2. The method as in claim 1, said forming step occurring on a first catalytic reactor comprising a first catalyst bed.
3. The method as in claim 1, further comprising:
heating said hydrocarbon stream prior to said sulfur dioxide injection step.
4. The method as in claim 3, wherein said hydrocarbon stream is heated in the range of 260° F. and 300° F.
5. The method as in claim 1, further comprising:
removing a vaporous elemental sulfur from a first desulfured hydrocarbon process stream leaving said first catalytic reactor.
6. The method as in claim 1, further comprising:
forming elemental sulfur from said hydrogen sulfide and said sulfur dioxide in a second catalytic reactor comprising a second catalyst bed;
forming a first flush stream by heating a second desulfured hydrocarbon process stream leaving said second catalytic reactor; and
flushing said first catalyst bed with said first flush stream to wash said elemental liquid sulfur from said first catalyst bed.

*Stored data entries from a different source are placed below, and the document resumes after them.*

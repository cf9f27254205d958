//! Turns pending lamp colors into LampArray update transactions.
//!
//! Two paths reach the device:
//!
//! - **Range update**: one [`LampRangeUpdate`] for a contiguous run of lamps
//!   sharing a color, sent straight away with a caller-chosen completion flag.
//! - **Flush**: every dirty lamp, ascending by id, packed into
//!   [`LampMultiUpdate`] chunks of [`MAX_LAMPS_PER_MULTI_UPDATE`]. Only the
//!   last chunk carries `UPDATE_COMPLETE`, so the device latches the whole
//!   frame at once instead of showing a partial update.
//!
//! The show-pending flag remembers that transactions without the completion
//! flag (or deferred changes) are outstanding. A flush with nothing dirty
//! still sends an empty completing multi-update while it is raised.
//!
//! A transport failure mid-flush stops at the failing chunk. Chunks already
//! sent stay clean; the failing chunk and everything after it stay dirty,
//! so the next flush resumes without resending confirmed lamps.

use crate::error::{LampArrayError, Result};
use crate::state::LampStateTable;
use crate::transport::{FeatureReportDevice, send_report};
use hid_lamp_array_protocol::{
    LampColor, LampMultiUpdate, LampRangeUpdate, MAX_LAMPS_PER_MULTI_UPDATE, ProtocolResult,
};
use tracing::{debug, warn};

/// Plan the multi-update transactions for a flush.
///
/// `dirty` must be in ascending id order. Returns no transactions when there
/// is nothing to send, a single empty completing update when only the
/// show-pending flag is raised, and otherwise one update per chunk of at
/// most eight lamps with the completion flag on the last one.
pub fn plan_flush(
    dirty: &[(u16, LampColor)],
    show_pending: bool,
) -> ProtocolResult<Vec<LampMultiUpdate>> {
    if dirty.is_empty() {
        return Ok(if show_pending {
            vec![LampMultiUpdate::complete_only()]
        } else {
            Vec::new()
        });
    }

    let chunk_count = dirty.len().div_ceil(MAX_LAMPS_PER_MULTI_UPDATE);
    dirty
        .chunks(MAX_LAMPS_PER_MULTI_UPDATE)
        .enumerate()
        .map(|(index, chunk)| LampMultiUpdate::new(chunk, index.saturating_add(1) == chunk_count))
        .collect()
}

/// Lamp state plus the show-pending flag, and the logic that transmits them.
#[derive(Debug, Clone, Default)]
pub struct UpdateDispatcher {
    table: LampStateTable,
    show_pending: bool,
}

impl UpdateDispatcher {
    pub fn new(lamp_count: u16) -> Self {
        Self {
            table: LampStateTable::new(lamp_count),
            show_pending: false,
        }
    }

    pub fn table(&self) -> &LampStateTable {
        &self.table
    }

    pub fn lamp_count(&self) -> u16 {
        self.table.lamp_count()
    }

    pub fn show_pending(&self) -> bool {
        self.show_pending
    }

    /// Deferred single-lamp change.
    pub fn set(&mut self, id: u16, color: LampColor) -> Result<()> {
        self.table.set(id, color)?;
        self.show_pending = true;
        Ok(())
    }

    /// Deferred change of `[start, start + count)`.
    pub fn fill_range(&mut self, start: u16, count: u16, color: LampColor) -> Result<()> {
        self.table.fill_range(start, count, color)?;
        if count > 0 {
            self.show_pending = true;
        }
        Ok(())
    }

    pub fn get(&self, id: u16) -> Result<LampColor> {
        self.table.get(id)
    }

    fn check_range(&self, start: u16, end: u16) -> Result<()> {
        let lamp_count = self.table.lamp_count();
        if start > end || end >= lamp_count {
            return Err(LampArrayError::InvalidRange {
                start: u32::from(start),
                end: u32::from(end),
                lamp_count,
            });
        }
        Ok(())
    }

    /// Send one range update for the inclusive range `[start, end]`.
    ///
    /// On success the lamps hold `color` and are clean, and show-pending
    /// becomes `!complete`. If the write fails the lamps still take `color`
    /// but stay dirty and show-pending is raised, so a later flush
    /// retransmits them.
    pub fn range_update<D>(
        &mut self,
        device: &mut D,
        start: u16,
        end: u16,
        color: LampColor,
        complete: bool,
    ) -> Result<()>
    where
        D: FeatureReportDevice + ?Sized,
    {
        self.check_range(start, end)?;
        let update = LampRangeUpdate::new(start, end, color, complete);
        debug!(start, end, ?color, complete, "range update");

        if let Err(err) = send_report(device, &update) {
            let count = end.saturating_sub(start).saturating_add(1);
            self.table.fill_range(start, count, color)?;
            self.show_pending = true;
            return Err(err);
        }
        self.table.commit_range(start, end, color)?;
        self.show_pending = !complete;
        Ok(())
    }

    /// Transmit every dirty lamp. Returns the number of transactions sent.
    pub fn flush<D>(&mut self, device: &mut D) -> Result<usize>
    where
        D: FeatureReportDevice + ?Sized,
    {
        let dirty = self.table.dirty_lamps();
        let plan = plan_flush(&dirty, self.show_pending)?;
        if plan.is_empty() {
            return Ok(0);
        }

        let total = plan.len();
        for (index, update) in plan.iter().enumerate() {
            debug!(
                chunk = index.saturating_add(1),
                of = total,
                lamps = update.lamp_count,
                complete = update.is_complete(),
                "multi update"
            );
            if let Err(err) = send_report(device, update) {
                warn!(
                    "flush aborted at chunk {}/{}: {}; {} lamps left dirty",
                    index.saturating_add(1),
                    total,
                    err,
                    self.table.dirty_count()
                );
                // Earlier chunks went out without the completion flag.
                self.show_pending = true;
                return Err(err);
            }
            for (id, _) in update.entries() {
                self.table.mark_clean(id)?;
            }
        }
        self.show_pending = false;
        Ok(total)
    }
}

7. The method as in claim 6, further comprising:
heating said first flush stream.
8. The method as in claim 7, wherein said first flush stream is heated in the range of 380° F.-420° F.
9. The method as in claim 6, further comprising:
removing said elemental liquid sulfur from a sulfur rich wash stream, said sulfur rich wash stream resulting from said first flush stream washing said elemental liquid sulfur from said first catalyst bed.
10. The method as in claim 9, further comprising:
removing an elemental vaporous sulfur from said sulfur rich wash stream.
11. The method as in claim 1, wherein said first catalyst bed comprises a plurality of catalyst beads.
12. The method as in claim 11, wherein said catalyst beads are chosen from a group consisting of alumina, activated charcoal, and aluminum carbonate.
13. The method as in claim 6, further comprising:
forming a second flush stream by heating a first desulfured hydrocarbon process stream leaving said first catalytic reactor, and
flushing said second catalyst bed with said second flush stream to remove said elemental liquid sulfur.
14. A method for removing hydrogen sulfide from a hydrocarbon stream, said method comprising:
injecting sulfur dioxide from an external source into said hydrocarbon stream; and
forming elemental sulfur from said hydrogen sulfide and said sulfur dioxide in a Claus reaction.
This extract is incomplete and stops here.